**What is needed**
I need the records below retyped exactly.
** Opening Excerpted records block **
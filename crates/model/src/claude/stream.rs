//! Response and SSE event parsing for the Anthropic Messages API.
//!
//! Anthropic streaming events map one to one onto the normalized chunk
//! vocabulary:
//! - `content_block_start` opens a text or tool_use block
//! - `content_block_delta` carries `text_delta` or `input_json_delta`
//! - `content_block_stop` closes the block
//! - `error` becomes an error chunk
//!
//! `message_start`, `message_delta`, `message_stop` and `ping` carry only
//! metadata and produce nothing.

use compact_str::CompactString;
use kcore::{Response, StopReason, StreamChunk, ToolCall, Usage};
use serde::Deserialize;
use serde_json::{Map, Value};
use std::time::Duration;

/// A raw SSE event from the Anthropic streaming API.
#[derive(Debug, Deserialize)]
#[serde(tag = "type", rename_all = "snake_case")]
pub enum Event {
    /// Initial message metadata.
    MessageStart { message: MessageMeta },
    /// Begin a content block.
    ContentBlockStart {
        index: usize,
        content_block: BlockStart,
    },
    /// Incremental content within a block.
    ContentBlockDelta { index: usize, delta: BlockDelta },
    /// End of a content block.
    ContentBlockStop { index: usize },
    /// Final message delta (stop reason + usage).
    MessageDelta { delta: MessageDeltaBody },
    /// End of message.
    MessageStop,
    /// Keep-alive.
    Ping,
    /// Backend failure mid-stream.
    Error { error: ErrorBody },
    /// Catch-all for unknown event types.
    #[serde(other)]
    Unknown,
}

#[derive(Debug, Deserialize)]
pub struct MessageMeta {
    pub id: CompactString,
    pub model: CompactString,
}

#[derive(Debug, Deserialize)]
#[serde(tag = "type", rename_all = "snake_case")]
pub enum BlockStart {
    Text {
        #[serde(default)]
        text: String,
    },
    ToolUse {
        id: CompactString,
        name: CompactString,
    },
    #[serde(other)]
    Other,
}

#[derive(Debug, Deserialize)]
#[serde(tag = "type", rename_all = "snake_case")]
pub enum BlockDelta {
    TextDelta { text: String },
    InputJsonDelta { partial_json: String },
    #[serde(other)]
    Other,
}

#[derive(Debug, Deserialize)]
pub struct MessageDeltaBody {
    pub stop_reason: Option<CompactString>,
}

#[derive(Debug, Deserialize)]
pub struct ErrorBody {
    #[serde(rename = "type", default)]
    pub kind: String,
    pub message: String,
}

impl Event {
    /// Convert this event into normalized chunks.
    pub fn into_chunks(self) -> Vec<StreamChunk> {
        match self {
            Self::MessageStart { message } => {
                tracing::debug!("anthropic message {} from {}", message.id, message.model);
                Vec::new()
            }
            Self::ContentBlockStart {
                index,
                content_block: BlockStart::Text { text },
            } => {
                let mut chunks = vec![StreamChunk::start_text(index)];
                if !text.is_empty() {
                    chunks.push(StreamChunk::text(index, text));
                }
                chunks
            }
            Self::ContentBlockStart {
                index,
                content_block: BlockStart::ToolUse { id, name },
            } => vec![StreamChunk::start_tool(index, id, name)],
            Self::ContentBlockDelta {
                index,
                delta: BlockDelta::TextDelta { text },
            } => vec![StreamChunk::text(index, text)],
            Self::ContentBlockDelta {
                index,
                delta: BlockDelta::InputJsonDelta { partial_json },
            } => vec![StreamChunk::input_json(index, partial_json)],
            Self::ContentBlockStop { index } => vec![StreamChunk::stop(index)],
            Self::MessageDelta { delta } => {
                tracing::debug!("anthropic stop reason: {:?}", delta.stop_reason);
                Vec::new()
            }
            Self::Error { error } => vec![StreamChunk::Error {
                message: format!("{}: {}", error.kind, error.message),
            }],
            Self::ContentBlockStart { .. }
            | Self::ContentBlockDelta { .. }
            | Self::MessageStop
            | Self::Ping
            | Self::Unknown => Vec::new(),
        }
    }
}

/// Raw Anthropic non-streaming response.
#[derive(Debug, Deserialize)]
pub struct Raw {
    id: CompactString,
    model: CompactString,
    content: Vec<RawBlock>,
    stop_reason: Option<CompactString>,
    #[serde(default)]
    usage: Usage,
}

#[derive(Debug, Deserialize)]
#[serde(tag = "type", rename_all = "snake_case")]
enum RawBlock {
    Text {
        text: String,
    },
    ToolUse {
        id: CompactString,
        name: CompactString,
        #[serde(default)]
        input: Map<String, Value>,
    },
    #[serde(other)]
    Other,
}

impl Raw {
    /// Convert to the unified response.
    pub fn into_response(self, latency: Duration) -> Response {
        let mut content = String::new();
        let mut tool_calls = Vec::new();
        for block in self.content {
            match block {
                RawBlock::Text { text } => {
                    if !content.is_empty() {
                        content.push('\n');
                    }
                    content.push_str(&text);
                }
                RawBlock::ToolUse { id, name, input } => {
                    tool_calls.push(ToolCall::new(id, name, input))
                }
                RawBlock::Other => {}
            }
        }

        Response {
            id: self.id,
            model: self.model,
            content,
            tool_calls,
            stop_reason: self
                .stop_reason
                .as_deref()
                .map(StopReason::parse)
                .unwrap_or_default(),
            usage: self.usage,
            latency,
        }
    }
}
** Closing Excerpted records block **
**Response box**
filename crates/model/src/claude/stream.rs
//! Response and SSE event parsing for the Anthropic Messages API.
//!
//! Anthropic streaming events map one to one onto the normalized chunk
//! vocabulary:
//! - `content_block_start` opens a text or tool_use block
//! - `content_block_delta` carries `text_delta` or `input_json_delta`
//! - `content_block_stop` closes the block
//! - `error` becomes an error chunk
//!
//! `message_start`, `message_delta`, `message_stop` and `ping` carry only
//! metadata and produce nothing.

use compact_str::CompactString;
use kcore::{Response, StopReason, StreamChunk, ToolCall, Usage};
use serde::Deserialize;
use serde_json::{Map, Value};
use std::time::Duration;

/// A raw SSE event from the Anthropic streaming API.
#[derive(Debug, Deserialize)]
#[serde(tag = "type", rename_all = "snake_case")]
pub enum Event {
    /// Initial message metadata.
    MessageStart { message: MessageMeta },
    /// Begin a content block.
    ContentBlockStart {
        index: usize,
        content_block: BlockStart,
    },
    /// Incremental content within a block.
    ContentBlockDelta { index: usize, delta: BlockDelta },
    /// End of a content block.
    ContentBlockStop { index: usize },
    /// Final message delta (stop reason + usage).
    MessageDelta { delta: MessageDeltaBody },
    /// End of message.
    MessageStop,
    /// Keep-alive.
    Ping,
    /// Backend failure mid-stream.
    Error { error: ErrorBody },
    /// Catch-all for unknown event types.
    #[serde(other)]
    Unknown,
}

#[derive(Debug, Deserialize)]
pub struct MessageMeta {
    pub id: CompactString,
    pub model: CompactString,
}

#[derive(Debug, Deserialize)]
#[serde(tag = "type", rename_all = "snake_case")]
pub enum BlockStart {
    Text {
        #[serde(default)]
        text: String,
    },
    ToolUse {
        id: CompactString,
        name: CompactString,
    },
    #[serde(other)]
    Other,
}

#[derive(Debug, Deserialize)]
#[serde(tag = "type", rename_all = "snake_case")]
pub enum BlockDelta {
    TextDelta { text: String },
    InputJsonDelta { partial_json: String },
    #[serde(other)]
    Other,
}

#[derive(Debug, Deserialize)]
pub struct MessageDeltaBody {
    pub stop_reason: Option<CompactString>,
}

#[derive(Debug, Deserialize)]
pub struct ErrorBody {
    #[serde(rename = "type", default)]
    pub kind: String,
    pub message: String,
}

impl Event {
    /// Convert this event into normalized chunks.
    pub fn into_chunks(self) -> Vec<StreamChunk> {
        match self {
            Self::MessageStart { message } => {
                tracing::debug!("anthropic message {} from {}", message.id, message.model);
                Vec::new()
            }
            Self::ContentBlockStart {
                index,
                content_block: BlockStart::Text { text },
            } => {
                let mut chunks = vec![StreamChunk::start_text(index)];
                if !text.is_empty() {
                    chunks.push(StreamChunk::text(index, text));
                }
                chunks
            }
            Self::ContentBlockStart {
                index,
                content_block: BlockStart::ToolUse { id, name },
            } => vec![StreamChunk::start_tool(index, id, name)],
            Self::ContentBlockDelta {
                index,
                delta: BlockDelta::TextDelta { text },
            } => vec![StreamChunk::text(index, text)],
            Self::ContentBlockDelta {
                index,
                delta: BlockDelta::InputJsonDelta { partial_json },
            } => vec![StreamChunk::input_json(index, partial_json)],
            Self::ContentBlockStop { index } => vec![StreamChunk::stop(index)],
            Self::MessageDelta { delta } => {
                tracing::debug!("anthropic stop reason: {:?}", delta.stop_reason);
                Vec::new()
            }
            Self::Error { error } => vec![StreamChunk::Error {
                message: format!("{}: {}", error.kind, error.message),
            }],
            Self::ContentBlockStart { .. }
            | Self::ContentBlockDelta { .. }
            | Self::MessageStop
            | Self::Ping
            | Self::Unknown => Vec::new(),
        }
    }
}

/// Raw Anthropic non-streaming response.
#[derive(Debug, Deserialize)]
pub struct Raw {
    id: CompactString,
    model: CompactString,
    content: Vec<RawBlock>,
    stop_reason: Option<CompactString>,
    #[serde(default)]
    usage: Usage,
}

#[derive(Debug, Deserialize)]
#[serde(tag = "type", rename_all = "snake_case")]
enum RawBlock {
    Text {
        text: String,
    },
    ToolUse {
        id: CompactString,
        name: CompactString,
        #[serde(default)]
        input: Map<String, Value>,
    },
    #[serde(other)]
    Other,
}

impl Raw {
    /// Convert to the unified response.
    pub fn into_response(self, latency: Duration) -> Response {
        let mut content = String::new();
        let mut tool_calls = Vec::new();
        for block in self.content {
            match block {
                RawBlock::Text { text } => {
                    if !content.is_empty() {
                        content.push('\n');
                    }
                    content.push_str(&text);
                }
                RawBlock::ToolUse { id, name, input } => {
                    tool_calls.push(ToolCall::new(id, name, input))
                }
                RawBlock::Other => {}
            }
        }

        Response {
            id: self.id,
            model: self.model,
            content,
            tool_calls,
            stop_reason: self
                .stop_reason
                .as_deref()
                .map(StopReason::parse)
                .unwrap_or_default(),
            usage: self.usage,
            latency,
        }
    }
}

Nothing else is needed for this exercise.